Dava sanıklarının birçoğu Türkiye’ye Haziran 2016’da giriş yaptığını söyledi. Türkî cumhuriyetlerden gelen bu sığınmacıların savunmaları Türkiye’deki ilk adreslerinin ya Zeytinburnu ya da Kayseri olduğunu ortaya çıkardı. Birçoğu Kayseri’de oturma izninin orada daha kolay verildiğini söyledi. Telefonunda IŞİD’in infaz videoları, cihat marşları, örgüt sempatisi içeren ses kayıtları veya yazışmalar ile IŞİD flamalı fotoğraflar bulunan sanıkların hepsi cihazlarının ikinci el olduğunu ve içeriklerin kendilerine ait olmadığını iddia etti. Sanıkların hemen hemen hepsi, başkaları üzerine kayıtlı olan açık hatlardan kullandığını söyledi.
Tercüman filtresi
Duruşmalarda kimi zaman tercümanların birebir çeviri yapmadıkları dikkat çeken bir diğer ayrıntı oldu.
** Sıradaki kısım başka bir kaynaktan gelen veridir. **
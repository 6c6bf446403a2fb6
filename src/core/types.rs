use std::fmt;
use std::time::Duration;

use thiserror::Error;

/// Convenience result alias for websocket operations.
pub type WebSocketResult<T> = Result<T, WebSocketError>;

/// Close code sent on a caller-initiated disconnect.
pub const CLOSE_NORMAL: u16 = 1000;
/// Peer is going away (server shutdown, page navigation).
pub const CLOSE_GOING_AWAY: u16 = 1001;
/// Close frame carried no status code.
pub const CLOSE_NO_STATUS: u16 = 1005;
/// Connection dropped without a close frame: handshake failure, read error, timeout.
pub const CLOSE_ABNORMAL: u16 = 1006;
/// Application code used when the heartbeat declares the connection dead.
pub const CLOSE_HEARTBEAT_TIMEOUT: u16 = 4000;

/// Canonical websocket error surface shared across the crate.
#[derive(Debug, Clone, Error)]
pub enum WebSocketError {
    #[error("Connection failed: {0}")]
    ConnectionFailed(String),

    #[error("Transport error ({context}): {error}")]
    TransportError {
        context: &'static str,
        error: String,
    },

    #[error("Parse failed: {0}")]
    ParseFailed(String),

    #[error("Serialization failed: {0}")]
    SerializeFailed(String),

    #[error("Timeout: {context}")]
    Timeout { context: String },

    #[error("Not connected (state={state})")]
    NotConnected { state: WsConnectionState },

    #[error("Outbound queue rejected the message (capacity={capacity})")]
    QueueRejected { capacity: usize },

    #[error("Queued message evicted: outbound queue full (capacity={capacity})")]
    QueueOverflow { capacity: usize },

    #[error("Max reconnection attempts ({max_attempts}) exceeded")]
    ReconnectExhausted { max_attempts: u32 },

    #[error("Connection destroyed")]
    Destroyed,

    #[error("Invalid config: {0}")]
    InvalidConfig(String),

    #[error("Actor error: {0}")]
    ActorError(String),
}

impl WebSocketError {
    /// Category reported on `error` events.
    pub fn kind(&self) -> WsErrorKind {
        match self {
            WebSocketError::ConnectionFailed(_)
            | WebSocketError::Timeout { .. }
            | WebSocketError::ReconnectExhausted { .. } => WsErrorKind::Connection,
            WebSocketError::TransportError { .. }
            | WebSocketError::SerializeFailed(_)
            | WebSocketError::NotConnected { .. }
            | WebSocketError::QueueRejected { .. }
            | WebSocketError::QueueOverflow { .. } => WsErrorKind::Send,
            WebSocketError::ParseFailed(_) => WsErrorKind::Parse,
            WebSocketError::Destroyed
            | WebSocketError::InvalidConfig(_)
            | WebSocketError::ActorError(_) => WsErrorKind::Unknown,
        }
    }
}

/// Error taxonomy carried by `error` events.
#[derive(Debug, Clone, Copy, PartialEq, Eq, Hash)]
pub enum WsErrorKind {
    /// Failed to establish, or reconnection attempts exhausted.
    Connection,
    /// Serialization or transmission failure.
    Send,
    /// Malformed inbound frame.
    Parse,
    Unknown,
}

/// Connection state machine owned by the connection actor.
#[derive(Debug, Clone, Copy, PartialEq, Eq, Hash)]
pub enum WsConnectionState {
    Connecting,
    Connected,
    Closing,
    Closed,
    Reconnecting,
}

impl WsConnectionState {
    pub fn as_str(self) -> &'static str {
        match self {
            WsConnectionState::Connecting => "connecting",
            WsConnectionState::Connected => "connected",
            WsConnectionState::Closing => "closing",
            WsConnectionState::Closed => "closed",
            WsConnectionState::Reconnecting => "reconnecting",
        }
    }
}

impl fmt::Display for WsConnectionState {
    fn fmt(&self, f: &mut fmt::Formatter<'_>) -> fmt::Result {
        f.write_str(self.as_str())
    }
}

/// Why a connection ended, inferred from the close code and the manual-disconnect flag.
#[derive(Debug, Clone, Copy, PartialEq, Eq, Hash)]
pub enum WsDisconnectReason {
    Manual,
    NetworkError,
    ServerInitiated,
    Unknown,
}

impl WsDisconnectReason {
    pub fn classify(code: u16, manual: bool) -> Self {
        if manual {
            return WsDisconnectReason::Manual;
        }
        match code {
            CLOSE_NORMAL | CLOSE_GOING_AWAY => WsDisconnectReason::ServerInitiated,
            CLOSE_ABNORMAL | CLOSE_HEARTBEAT_TIMEOUT => WsDisconnectReason::NetworkError,
            _ => WsDisconnectReason::Unknown,
        }
    }
}

/// Result of a successful `send`.
#[derive(Debug, Clone, Copy, PartialEq, Eq)]
pub enum WsSendOutcome {
    /// Handed to the socket writer.
    Sent,
    /// Held in the outbound queue until the next successful connection.
    Queued,
}

/// Transport-independent buffer sizing parameters used for websocket configuration.
#[derive(Clone, Copy, Debug)]
pub struct WebSocketBufferConfig {
    pub read_buffer_bytes: usize,
    pub write_buffer_bytes: usize,
    pub max_write_buffer_bytes: usize,
    pub max_message_bytes: usize,
    pub max_frame_bytes: usize,
}

impl Default for WebSocketBufferConfig {
    fn default() -> Self {
        Self {
            // World snapshots can be large; keep the read side roomy.
            read_buffer_bytes: 16 * 1024 * 1024,
            write_buffer_bytes: 128 << 10,
            max_write_buffer_bytes: 256 << 10,
            max_message_bytes: 16 * 1024 * 1024,
            max_frame_bytes: 16 * 1024 * 1024,
        }
    }
}

#[inline]
pub(crate) fn duration_ms(d: Duration) -> u64 {
    d.as_millis().min(u64::MAX as u128) as u64
}
use std::collections::VecDeque;
use std::ops::Index;

/// Fixed-capacity ring buffer.
///
/// This is a small wrapper around `VecDeque`:
/// - `push` is O(1) and evicts from the front when full, handing the evicted item back.
/// - Memory usage is bounded by `capacity`.
#[derive(Debug, Clone, Default, PartialEq)]
pub struct CircularBuffer<T> {
    buffer: VecDeque<T>,
    capacity: usize,
}

impl<T> CircularBuffer<T> {
    pub fn new(capacity: usize) -> Self {
        Self {
            buffer: VecDeque::with_capacity(capacity),
            capacity,
        }
    }

    /// Append `item`, returning the oldest entry if one had to be evicted.
    ///
    /// With `capacity == 0` nothing is stored and `item` itself is returned.
    pub fn push(&mut self, item: T) -> Option<T> {
        if self.capacity == 0 {
            return Some(item);
        }

        let evicted = if self.buffer.len() == self.capacity {
            self.buffer.pop_front()
        } else {
            None
        };
        self.buffer.push_back(item);
        evicted
    }

    pub fn iter(&self) -> impl DoubleEndedIterator<Item = &T> + ExactSizeIterator {
        self.buffer.iter()
    }

    pub fn len(&self) -> usize {
        self.buffer.len()
    }

    pub fn capacity(&self) -> usize {
        self.capacity
    }

    pub fn is_empty(&self) -> bool {
        self.buffer.is_empty()
    }

    pub fn is_full(&self) -> bool {
        self.buffer.len() == self.capacity
    }

    pub fn front(&self) -> Option<&T> {
        self.buffer.front()
    }

    pub fn back(&self) -> Option<&T> {
        self.buffer.back()
    }

    pub fn clear(&mut self) {
        self.buffer.clear();
    }

    /// Remove every entry, oldest first.
    pub fn drain(&mut self) -> Vec<T> {
        self.buffer.drain(..).collect()
    }
}

impl<T> Index<usize> for CircularBuffer<T> {
    type Output = T;

    fn index(&self, index: usize) -> &Self::Output {
        &self.buffer[index]
    }
}

impl<'a, T> IntoIterator for &'a CircularBuffer<T> {
    type Item = &'a T;
    type IntoIter = std::collections::vec_deque::Iter<'a, T>;

    fn into_iter(self) -> Self::IntoIter {
        self.buffer.iter()
    }
}
pub mod circular_buffer;
pub mod config;
pub mod events;
pub mod frame;
pub mod heartbeat;
pub mod metrics;
pub mod payload;
pub mod queue;
pub mod reconnect;
pub mod timer;
pub mod types;

pub use circular_buffer::*;
pub use config::*;
pub use events::*;
pub use frame::*;
pub use heartbeat::*;
pub use metrics::*;
pub use payload::*;
pub use queue::*;
pub use reconnect::*;
pub use timer::*;
pub use types::*;
pub mod actor;
pub mod handle;
pub mod writer;

pub use crate::core::*;

pub use actor::*;
pub use handle::*;
pub use writer::*;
Tercümanın Cumhurbaşkanı Erdoğan’ın isminin geçtiği kısımlardan bahsetmediği, bir sanığın Ahrar uş-Şam ile bağlantısını atladığı dikkat çekti.
Kimse tanımıyor
Mahkeme heyeti sanıkların her birine Masharipov’u tanıyıp tanımadığını sordu. Eşleri Zarina Nurullayeva ve Tene Traore’nin dışında hiçbir sanık Masharipov’u tanımadı. 8 Ocak’ta gözaltına alınan Zarina Nurullayeva, saldırı planından haberi olmadığını savundu. Nurullayeva, eşinin Afganistan’da haftada 4 gün medresede ders verdiğini söyledi. Traore de, 27 Eylül 2016’da Suriye’ye gitmek üzere Türkiye’ye geldiğini söyledi. Traore, birlikte yakalandığı kadınların tavsiyesi ile hiç tanımadığı Masharipov ile 6 Ocak’ta evlendiğini söyledi. Masharipov’un ne iş yaptığını, aynı dili de konuşmadıklarını ifade eden Traore’ye üye hâkim telefonundaki Telegram hesabındaki ses kayıtlarını okudu. Traore, “Rakka’daki mücahitler” gibi ifadelerin olduğu ses kaydının Suriye’deki kız kardeşine ait olduğunu söyledi.